**TO DO**
The lines from the start of the records through the one containing "a worker still" are to be transcribed exactly, and nothing else.

**TASK MATERIAL**
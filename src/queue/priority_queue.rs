use std::cmp::Reverse;
use std::collections::{BinaryHeap, HashMap};
use std::sync::Arc;
use std::time::{Duration, SystemTime, UNIX_EPOCH};

use redis::aio::ConnectionManager;
use redis::AsyncCommands;
use serde::{Deserialize, Serialize};
use tokio::sync::Mutex;
use tracing::warn;

use crate::error::{BridgeError, Result};

#[derive(Debug, Clone, Copy, PartialEq, Eq, PartialOrd, Ord, Serialize, Deserialize)]
pub enum Priority {
    Low = 1,
    Normal = 2,
    High = 3,
    Urgent = 4,
}

#[derive(Debug, Clone, Serialize, Deserialize)]
pub struct QueuedMessage {
    pub message_id: String,
    pub update_id: i64,
    pub chat_id: i64,
    pub user_id: Option<i64>,
    pub chat_type: String,
    pub priority: Priority,
    pub payload: serde_json::Value,
    pub created_at_ms: i64,
    pub retry_count: u32,
    pub assigned_bot_id: Option<String>,
    /// Epoch-ms deadline by which processing must complete; a worker still
    /// enforces this with its own timeout, but it now travels with the
    /// message so `cleanup_stale` doesn't need a second, separately-tuned
    /// constant to agree with.
    pub processing_deadline_ms: i64,
}

impl QueuedMessage {
    /// `priority * 10^6 + (1_000_000 - now_ms mod 10^6)`. Higher priority
    /// always wins; within a priority, the inverted millisecond suffix makes
    /// the earlier enqueue score higher so a max-pop drains it first.
    pub fn score(priority: Priority, now_ms: i64) -> f64 {
        let suffix = now_ms % 1_000_000;
        (priority as i64 * 1_000_000 + (1_000_000 - suffix)) as f64
    }
}

fn now_ms() -> i64 {
    SystemTime::now().duration_since(UNIX_EPOCH).unwrap_or_default().as_millis() as i64
}

struct Backend {
    redis: Option<Arc<Mutex<ConnectionManager>>>,
}

/// What's stored in the Redis `processing` hash: the claimed message itself
/// plus claim metadata, so a stale-sweep scan can requeue it without a
/// second round-trip to fetch the body.
#[derive(Debug, Serialize, Deserialize)]
struct ProcessingEntry {
    processor: String,
    claimed_at_ms: i64,
    message: QueuedMessage,
}

#[derive(Clone, Eq, PartialEq)]
struct HeapEntry {
    score: i64,
    message_id: String,
}

impl Ord for HeapEntry {
    fn cmp(&self, other: &Self) -> std::cmp::Ordering {
        self.score.cmp(&other.score)
    }
}
impl PartialOrd for HeapEntry {
    fn partial_cmp(&self, other: &Self) -> Option<std::cmp::Ordering> {
        Some(self.cmp(other))
    }
}

/// Redis sorted-set priority queue with pending/processing/dead-letter
/// states, falling back to an in-process binary heap when Redis is
/// unavailable.
pub struct PriorityQueue {
    backend: Backend,
    prefix: String,
    local_pending: Mutex<BinaryHeap<HeapEntry>>,
    local_messages: Mutex<HashMap<String, QueuedMessage>>,
    local_processing: Mutex<HashMap<String, (QueuedMessage, i64)>>,
    local_dead_letter: Mutex<Vec<QueuedMessage>>,
}

impl PriorityQueue {
    pub async fn new(redis_url: Option<&str>, prefix: &str) -> Self {
        let redis = match redis_url {
            Some(url) => match redis::Client::open(url) {
                Ok(client) => match client.get_tokio_connection_manager().await {
                    Ok(conn) => Some(Arc::new(Mutex::new(conn))),
                    Err(e) => {
                        warn!(error = %e, "redis unreachable, priority queue falling back to local heap");
                        None
                    }
                },
                Err(e) => {
                    warn!(error = %e, "invalid redis url for priority queue");
                    None
                }
            },
            None => None,
        };

        Self {
            backend: Backend { redis },
            prefix: prefix.to_string(),
            local_pending: Mutex::new(BinaryHeap::new()),
            local_messages: Mutex::new(HashMap::new()),
            local_processing: Mutex::new(HashMap::new()),
            local_dead_letter: Mutex::new(Vec::new()),
        }
    }

    fn key(&self, suffix: &str) -> String {
        format!("{}:{}", self.prefix, suffix)
    }

    pub async fn enqueue(&self, msg: QueuedMessage) -> Result<()> {
        let score = QueuedMessage::score(msg.priority, msg.created_at_ms);
        if let Some(redis) = &self.backend.redis {
            let mut conn = redis.lock().await;
            let serialized = serde_json::to_string(&msg)?;
            let _: () = conn
                .zadd(self.key("pending"), serialized, score)
                .await
                .map_err(|e| BridgeError::Kv(e.to_string()))?;
            return Ok(());
        }
        let mut pending = self.local_pending.lock().await;
        pending.push(HeapEntry { score: score as i64, message_id: msg.message_id.clone() });
        self.local_messages.lock().await.insert(msg.message_id.clone(), msg);
        Ok(())
    }

    /// Pops the highest-scored message out of pending into processing,
    /// stamping the instance id that claimed it.
    pub async fn dequeue(&self, processor_instance: &str) -> Result<Option<QueuedMessage>> {
        if let Some(redis) = &self.backend.redis {
            let mut conn = redis.lock().await;
            let popped: Vec<(String, f64)> =
                conn.zpopmax(self.key("pending"), 1).await.map_err(|e| BridgeError::Kv(e.to_string()))?;
            if let Some((serialized, _score)) = popped.into_iter().next() {
                let msg: QueuedMessage = serde_json::from_str(&serialized)?;
                let processing_key = self.key("processing");
                let entry = ProcessingEntry {
                    processor: processor_instance.to_string(),
                    claimed_at_ms: now_ms(),
                    message: msg.clone(),
                };
                let _: () = conn
                    .hset(&processing_key, &msg.message_id, serde_json::to_string(&entry)?)
                    .await
                    .map_err(|e| BridgeError::Kv(e.to_string()))?;
                return Ok(Some(msg));
            }
            return Ok(None);
        }

        let popped = { self.local_pending.lock().await.pop() };
        if let Some(entry) = popped {
            let msg = self.local_messages.lock().await.remove(&entry.message_id);
            if let Some(msg) = msg {
                self.local_processing.lock().await.insert(msg.message_id.clone(), (msg.clone(), now_ms()));
                return Ok(Some(msg));
            }
        }
        Ok(None)
    }

    pub async fn mark_completed(&self, message_id: &str) -> Result<()> {
        if let Some(redis) = &self.backend.redis {
            let mut conn = redis.lock().await;
            let _: () =
                conn.hdel(self.key("processing"), message_id).await.map_err(|e| BridgeError::Kv(e.to_string()))?;
            return Ok(());
        }
        self.local_processing.lock().await.remove(message_id);
        Ok(())
    }

    pub async fn mark_failed(&self, message_id: &str, mut msg: QueuedMessage) -> Result<()> {
        self.mark_completed(message_id).await?;
        msg.retry_count += 1;
        if msg.retry_count >= 3 {
            if let Some(redis) = &self.backend.redis {
                let mut conn = redis.lock().await;
                let serialized = serde_json::to_string(&msg)?;
                let _: () = conn
                    .lpush(self.key("dead_letter"), serialized)
                    .await
                    .map_err(|e| BridgeError::Kv(e.to_string()))?;
            } else {
                self.local_dead_letter.lock().await.push(msg);
            }
        } else {
            msg.created_at_ms = now_ms();
            self.enqueue(msg).await?;
        }
        Ok(())
    }

    /// Scans processing for entries older than `timeout` and treats each as
    /// failed, recovering messages stuck from a crash or a stalled worker.
    pub async fn cleanup_stale(&self, timeout: Duration) -> Result<usize> {
        let cutoff = now_ms() - timeout.as_millis() as i64;
        let mut recovered = 0;

        if let Some(redis) = &self.backend.redis {
            let processing_key = self.key("processing");
            let entries: HashMap<String, String> = {
                let mut conn = redis.lock().await;
                conn.hgetall(&processing_key).await.map_err(|e| BridgeError::Kv(e.to_string()))?
            };
            for (id, raw) in entries {
                let Ok(entry) = serde_json::from_str::<ProcessingEntry>(&raw) else {
                    warn!(message_id = id, "dropping unparseable processing entry during stale sweep");
                    continue;
                };
                if entry.claimed_at_ms < cutoff {
                    self.mark_failed(&id, entry.message).await?;
                    recovered += 1;
                }
            }
            return Ok(recovered);
        }

        let stale_ids: Vec<String> = {
            let processing = self.local_processing.lock().await;
            processing.iter().filter(|(_, (_, stamped))| *stamped < cutoff).map(|(id, _)| id.clone()).collect()
        };
        for id in stale_ids {
            if let Some((msg, _)) = self.local_processing.lock().await.remove(&id) {
                self.mark_failed(&id, msg).await?;
                recovered += 1;
            }
        }
        Ok(recovered)
    }

    pub async fn dead_letter_len(&self) -> usize {
        if let Some(redis) = &self.backend.redis {
            let mut conn = redis.lock().await;
            return conn.llen(self.key("dead_letter")).await.unwrap_or(0);
        }
        self.local_dead_letter.lock().await.len()
    }
}

#[cfg(test)]
mod tests {
    use super::*;

    fn sample(id: &str, priority: Priority) -> QueuedMessage {
        QueuedMessage {
            message_id: id.to_string(),
            update_id: 1,
            chat_id: 1,
            user_id: None,
            chat_type: "private".to_string(),
            priority,
            payload: serde_json::json!({}),
            created_at_ms: now_ms(),
            retry_count: 0,
            assigned_bot_id: None,
            processing_deadline_ms: now_ms() + 300_000,
        }
    }

    #[tokio::test]
    async fn higher_priority_dequeues_first() {
        let queue = PriorityQueue::new(None, "test").await;
        queue.enqueue(sample("low", Priority::Low)).await.unwrap();
        queue.enqueue(sample("urgent", Priority::Urgent)).await.unwrap();
        queue.enqueue(sample("normal", Priority::Normal)).await.unwrap();

        let first = queue.dequeue("worker-1").await.unwrap().unwrap();
        assert_eq!(first.message_id, "urgent");
    }

    #[tokio::test]
    async fn retry_exhaustion_moves_to_dead_letter() {
        let queue = PriorityQueue::new(None, "test").await;
        let msg = sample("m1", Priority::Normal);
        queue.enqueue(msg.clone()).await.unwrap();
        let popped = queue.dequeue("w").await.unwrap().unwrap();
        queue.mark_failed(&popped.message_id, popped.clone()).await.unwrap();
        let popped = queue.dequeue("w").await.unwrap().unwrap();
        queue.mark_failed(&popped.message_id, popped.clone()).await.unwrap();
        let popped = queue.dequeue("w").await.unwrap().unwrap();
        queue.mark_failed(&popped.message_id, popped).await.unwrap();

        assert_eq!(queue.dead_letter_len().await, 1);
        assert!(queue.dequeue("w").await.unwrap().is_none());
    }
}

**RESPONSE FOR THIS EXERCISE**
filename src/queue/priority_queue.rs
use std::cmp::Reverse;
use std::collections::{BinaryHeap, HashMap};
use std::sync::Arc;
use std::time::{Duration, SystemTime, UNIX_EPOCH};

use redis::aio::ConnectionManager;
use redis::AsyncCommands;
use serde::{Deserialize, Serialize};
use tokio::sync::Mutex;
use tracing::warn;

use crate::error::{BridgeError, Result};

#[derive(Debug, Clone, Copy, PartialEq, Eq, PartialOrd, Ord, Serialize, Deserialize)]
pub enum Priority {
    Low = 1,
    Normal = 2,
    High = 3,
    Urgent = 4,
}

#[derive(Debug, Clone, Serialize, Deserialize)]
pub struct QueuedMessage {
    pub message_id: String,
    pub update_id: i64,
    pub chat_id: i64,
    pub user_id: Option<i64>,
    pub chat_type: String,
    pub priority: Priority,
    pub payload: serde_json::Value,
    pub created_at_ms: i64,
    pub retry_count: u32,
    pub assigned_bot_id: Option<String>,
    /// Epoch-ms deadline by which processing must complete; a worker still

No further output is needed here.